EXERCISE REQUIREMENTS =
If a line in the listing below contains "InvalidFormat", return that line.
───── DATASET EXTRACT ─────
//! Metadata store
//!
//! The store answers "which metadata of kind K is attached to this type,
//! method or property". [`MetadataCatalog`] is the in-memory implementation,
//! populated programmatically or from YAML/JSON catalog files:
//!
//! ```yaml
//! routes:
//!   - name: users_list
//!     path: /users
//!     holder: app::controller::Users@list
//! types:
//!   app::dto::User:
//!     metadata:
//!       - schema: { type: object, properties: { email: { $ref: .email } } }
//!     properties:
//!       email:
//!         - schema: { type: string, format: email }
//!     methods: {}
//! ```

use indexmap::IndexMap;
use serde::Deserialize;
use std::fs;
use std::path::{Path, PathBuf};
use tracing::debug;
use walkdir::WalkDir;

use crate::error::{Result, RoutedocError};
use crate::node::{MetadataNode, NodeKind};
use crate::route::RouteDefinition;

/// Source of declarative metadata
pub trait MetadataStore: Send + Sync {
    fn type_exists(&self, type_name: &str) -> bool;

    fn method_exists(&self, type_name: &str, method: &str) -> bool;

    fn property_exists(&self, type_name: &str, property: &str) -> bool;

    fn class_metadata(&self, type_name: &str, kind: NodeKind) -> Option<MetadataNode>;

    fn method_metadata(&self, type_name: &str, method: &str, kind: NodeKind) -> Option<MetadataNode>;

    fn property_metadata(
        &self,
        type_name: &str,
        property: &str,
        kind: NodeKind,
    ) -> Option<MetadataNode>;
}

/// Metadata attached to one type and its members
#[derive(Debug, Clone, Default, Deserialize)]
pub struct TypeMetadata {
    #[serde(default)]
    pub metadata: Vec<MetadataNode>,
    #[serde(default)]
    pub properties: IndexMap<String, Vec<MetadataNode>>,
    #[serde(default)]
    pub methods: IndexMap<String, Vec<MetadataNode>>,
}

impl TypeMetadata {
    fn merge(&mut self, other: TypeMetadata) {
        self.metadata.extend(other.metadata);
        for (name, nodes) in other.properties {
            self.properties.entry(name).or_default().extend(nodes);
        }
        for (name, nodes) in other.methods {
            self.methods.entry(name).or_default().extend(nodes);
        }
    }
}

/// On-disk catalog layout
#[derive(Debug, Default, Deserialize)]
pub struct CatalogFile {
    #[serde(default)]
    pub routes: Vec<RouteDefinition>,
    #[serde(default)]
    pub types: IndexMap<String, TypeMetadata>,
}

fn first_of_kind(nodes: &[MetadataNode], kind: NodeKind) -> Option<MetadataNode> {
    nodes.iter().find(|node| node.kind() == kind).cloned()
}

/// In-memory metadata store and route list
#[derive(Debug, Default)]
pub struct MetadataCatalog {
    types: IndexMap<String, TypeMetadata>,
    routes: Vec<RouteDefinition>,
}

impl MetadataCatalog {
    pub fn new() -> Self {
        Self::default()
    }

    /// Declare a type without metadata
    pub fn declare_type(&mut self, type_name: impl Into<String>) -> &mut Self {
        self.types.entry(type_name.into()).or_default();
        self
    }

    /// Declare a method without metadata
    pub fn declare_method(&mut self, type_name: impl Into<String>, method: impl Into<String>) -> &mut Self {
        self.types
            .entry(type_name.into())
            .or_default()
            .methods
            .entry(method.into())
            .or_default();
        self
    }

    /// Declare a property without metadata
    pub fn declare_property(
        &mut self,
        type_name: impl Into<String>,
        property: impl Into<String>,
    ) -> &mut Self {
        self.types
            .entry(type_name.into())
            .or_default()
            .properties
            .entry(property.into())
            .or_default();
        self
    }

    pub fn add_class_metadata(
        &mut self,
        type_name: impl Into<String>,
        node: impl Into<MetadataNode>,
    ) -> &mut Self {
        self.types
            .entry(type_name.into())
            .or_default()
            .metadata
            .push(node.into());
        self
    }

    pub fn add_method_metadata(
        &mut self,
        type_name: impl Into<String>,
        method: impl Into<String>,
        node: impl Into<MetadataNode>,
    ) -> &mut Self {
        self.types
            .entry(type_name.into())
            .or_default()
            .methods
            .entry(method.into())
            .or_default()
            .push(node.into());
        self
    }

    pub fn add_property_metadata(
        &mut self,
        type_name: impl Into<String>,
        property: impl Into<String>,
        node: impl Into<MetadataNode>,
    ) -> &mut Self {
        self.types
            .entry(type_name.into())
            .or_default()
            .properties
            .entry(property.into())
            .or_default()
            .push(node.into());
        self
    }

    pub fn add_route(&mut self, route: RouteDefinition) -> &mut Self {
        self.routes.push(route);
        self
    }

    pub fn routes(&self) -> &[RouteDefinition] {
        &self.routes
    }

    /// Type names known to the catalog, in declaration order
    pub fn type_names(&self) -> impl Iterator<Item = &str> {
        self.types.keys().map(String::as_str)
    }

    /// Merge a parsed catalog file. Types declared more than once accumulate
    /// their metadata.
    pub fn merge(&mut self, file: CatalogFile) {
        self.routes.extend(file.routes);
        for (name, metadata) in file.types {
            self.types.entry(name).or_default().merge(metadata);
        }
    }

    pub fn from_yaml_str(content: &str) -> Result<Self> {
        let mut catalog = Self::new();
        catalog.merge(serde_yaml::from_str(content)?);
        Ok(catalog)
    }

    pub fn from_json_str(content: &str) -> Result<Self> {
        let mut catalog = Self::new();
        catalog.merge(serde_json::from_str(content)?);
        Ok(catalog)
    }

    /// Load a single catalog file, picking the parser from its extension
    pub fn load_file(&mut self, path: impl AsRef<Path>) -> Result<()> {
        let path = path.as_ref();
        let content = fs::read_to_string(path)?;
        let file: CatalogFile = match path.extension().and_then(|e| e.to_str()) {
            Some("yaml") | Some("yml") => serde_yaml::from_str(&content)?,
            Some("json") => serde_json::from_str(&content)?,
            _ => {
                return Err(RoutedocError::InvalidFormat(format!(
                    "{}: expected a .yaml, .yml or .json catalog",
                    path.display()
                )))
            }
        };
        debug!(
            path = %path.display(),
            routes = file.routes.len(),
            types = file.types.len(),
            "Loaded catalog file"
        );
        self.merge(file);
        Ok(())
    }

    /// Load every catalog file under a directory, in path order
    pub fn load_dir(&mut self, dir: impl AsRef<Path>) -> Result<()> {
        let mut files: Vec<PathBuf> = WalkDir::new(dir.as_ref())
            .into_iter()
            .filter_map(|e| e.ok())
            .filter(|e| e.file_type().is_file())
            .map(|e| e.into_path())
            .filter(|p| {
                matches!(
                    p.extension().and_then(|e| e.to_str()),
                    Some("yaml") | Some("yml") | Some("json")
                )
            })
            .collect();
        files.sort();

        for file in files {
            self.load_file(&file)?;
        }
        Ok(())
    }

    /// Load a mix of files and directories
    pub fn load_paths<P: AsRef<Path>>(&mut self, paths: &[P]) -> Result<()> {
        for path in paths {
            let path = path.as_ref();
            if path.is_dir() {
                self.load_dir(path)?;
            } else {
                self.load_file(path)?;
            }
        }
        Ok(())
    }
}

impl MetadataStore for MetadataCatalog {
    fn type_exists(&self, type_name: &str) -> bool {
        self.types.contains_key(type_name)
    }

    fn method_exists(&self, type_name: &str, method: &str) -> bool {
        self.types
            .get(type_name)
            .is_some_and(|t| t.methods.contains_key(method))
    }

    fn property_exists(&self, type_name: &str, property: &str) -> bool {
        self.types
            .get(type_name)
            .is_some_and(|t| t.properties.contains_key(property))
    }

    fn class_metadata(&self, type_name: &str, kind: NodeKind) -> Option<MetadataNode> {
        first_of_kind(&self.types.get(type_name)?.metadata, kind)
    }

    fn method_metadata(&self, type_name: &str, method: &str, kind: NodeKind) -> Option<MetadataNode> {
        first_of_kind(self.types.get(type_name)?.methods.get(method)?, kind)
    }

    fn property_metadata(
        &self,
        type_name: &str,
        property: &str,
        kind: NodeKind,
    ) -> Option<MetadataNode> {
        first_of_kind(self.types.get(type_name)?.properties.get(property)?, kind)
    }
}

#[cfg(test)]
mod tests {
    use super::*;
    use crate::node::Schema;
    use tempfile::TempDir;

    const CATALOG: &str = r#"
routes:
  - name: users_list
    path: /users
    holder: app::Users@list
types:
  app::User:
    metadata:
      - schema: { type: object }
    properties:
      email:
        - schema: { type: string, format: email }
      nickname: []
"#;

    #[test]
    fn test_catalog_from_yaml() {
        let catalog = MetadataCatalog::from_yaml_str(CATALOG).unwrap();
        assert_eq!(catalog.routes().len(), 1);
        assert!(catalog.type_exists("app::User"));
        assert!(catalog.property_exists("app::User", "nickname"));
        assert!(!catalog.method_exists("app::User", "email"));

        let schema = catalog.property_metadata("app::User", "email", NodeKind::Schema);
        assert_eq!(schema.map(|n| n.kind()), Some(NodeKind::Schema));
        assert!(catalog.property_metadata("app::User", "nickname", NodeKind::Schema).is_none());
        assert!(catalog.class_metadata("app::User", NodeKind::Response).is_none());
    }

    #[test]
    fn test_fetch_returns_fresh_instances() {
        let mut catalog = MetadataCatalog::new();
        catalog.add_class_metadata("app::User", Schema::of_type("object"));
        let a = catalog.class_metadata("app::User", NodeKind::Schema).unwrap();
        let b = catalog.class_metadata("app::User", NodeKind::Schema).unwrap();
        assert_ne!(a.reference_name(), b.reference_name());
    }

    #[test]
    fn test_load_dir_merges_files() {
        let dir = TempDir::new().unwrap();
        fs::write(dir.path().join("a.yaml"), CATALOG).unwrap();
        fs::write(
            dir.path().join("b.json"),
            r#"{"types": {"app::User": {"methods": {"key": []}}}}"#,
        )
        .unwrap();
        fs::write(dir.path().join("notes.txt"), "ignored").unwrap();

        let mut catalog = MetadataCatalog::new();
        catalog.load_dir(dir.path()).unwrap();
        assert!(catalog.method_exists("app::User", "key"));
        assert!(catalog.property_exists("app::User", "email"));
    }

    #[test]
    fn test_load_file_rejects_unknown_extension() {
        let dir = TempDir::new().unwrap();
        let path = dir.path().join("catalog.txt");
        fs::write(&path, "types: {}").unwrap();
        let mut catalog = MetadataCatalog::new();
        assert!(matches!(
            catalog.load_file(&path),
            Err(RoutedocError::InvalidFormat(_))
        ));
    }
}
─────
SOLUTION FOR THIS TASK =
                return Err(RoutedocError::InvalidFormat(format!(
            Err(RoutedocError::InvalidFormat(_))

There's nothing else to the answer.